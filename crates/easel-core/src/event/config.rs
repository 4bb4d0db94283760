// Copyright 2025 eraflo
//
// Licensed under the Apache License, Version 2.0 (the "License");
// you may not use this file except in compliance with the License.
// You may obtain a copy of the License at
//
//     http://www.apache.org/licenses/LICENSE-2.0
//
// Unless required by applicable law or agreed to in writing, software
// distributed under the License is distributed on an "AS IS" BASIS,
// WITHOUT WARRANTIES OR CONDITIONS OF ANY KIND, either express or implied.
// See the License for the specific language governing permissions and
// limitations under the License.

use serde::{Deserialize, Serialize};

/// Configuration for an [`EventDispatcher`](super::EventDispatcher).
#[derive(Debug, Clone, Copy, PartialEq, Eq, Serialize, Deserialize)]
#[serde(default)]
pub struct DispatcherConfig {
    /// Maximum number of ancestors walked when building a propagation path.
    /// A deeper (or cyclic) `parent` chain fails the dispatch instead of looping.
    pub max_propagation_depth: usize,
    /// Emit a `trace` log line for every listener invocation.
    pub trace_dispatch: bool,
}

impl Default for DispatcherConfig {
    fn default() -> Self {
        Self {
            max_propagation_depth: 1024,
            trace_dispatch: false,
        }
    }
}

#[cfg(test)]
mod tests {
    use super::*;

    #[test]
    fn missing_fields_fall_back_to_defaults() {
        let config: DispatcherConfig =
            serde_json::from_str(r#"{ "trace_dispatch": true }"#).unwrap();
        assert!(config.trace_dispatch);
        assert_eq!(
            config.max_propagation_depth,
            DispatcherConfig::default().max_propagation_depth
        );
    }
}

•••

TASK DETAILS: Retype the entries exactly, please. Leave no line out.

FINAL ANSWER:
filename crates/easel-core/src/event/config.rs
repository 4bb4d0db94283760
// Copyright 2025 eraflo
//
// Licensed under the Apache License, Version 2.0 (the "License");
// you may not use this file except in compliance with the License.
// You may obtain a copy of the License at
//
//     http://www.apache.org/licenses/LICENSE-2.0
//
// Unless required by applicable law or agreed to in writing, software
// distributed under the License is distributed on an "AS IS" BASIS,
// WITHOUT WARRANTIES OR CONDITIONS OF ANY KIND, either express or implied.
// See the License for the specific language governing permissions and
// limitations under the License.

use serde::{Deserialize, Serialize};

/// Configuration for an [`EventDispatcher`](super::EventDispatcher).
#[derive(Debug, Clone, Copy, PartialEq, Eq, Serialize, Deserialize)]
#[serde(default)]
pub struct DispatcherConfig {
    /// Maximum number of ancestors walked when building a propagation path.
    /// A deeper (or cyclic) `parent` chain fails the dispatch instead of looping.
    pub max_propagation_depth: usize,
    /// Emit a `trace` log line for every listener invocation.
    pub trace_dispatch: bool,
}

impl Default for DispatcherConfig {
    fn default() -> Self {
        Self {
            max_propagation_depth: 1024,
            trace_dispatch: false,
        }
    }
}

#[cfg(test)]
mod tests {
    use super::*;

    #[test]
    fn missing_fields_fall_back_to_defaults() {
        let config: DispatcherConfig =
            serde_json::from_str(r#"{ "trace_dispatch": true }"#).unwrap();
        assert!(config.trace_dispatch);
        assert_eq!(
            config.max_propagation_depth,
            DispatcherConfig::default().max_propagation_depth
        );
    }
}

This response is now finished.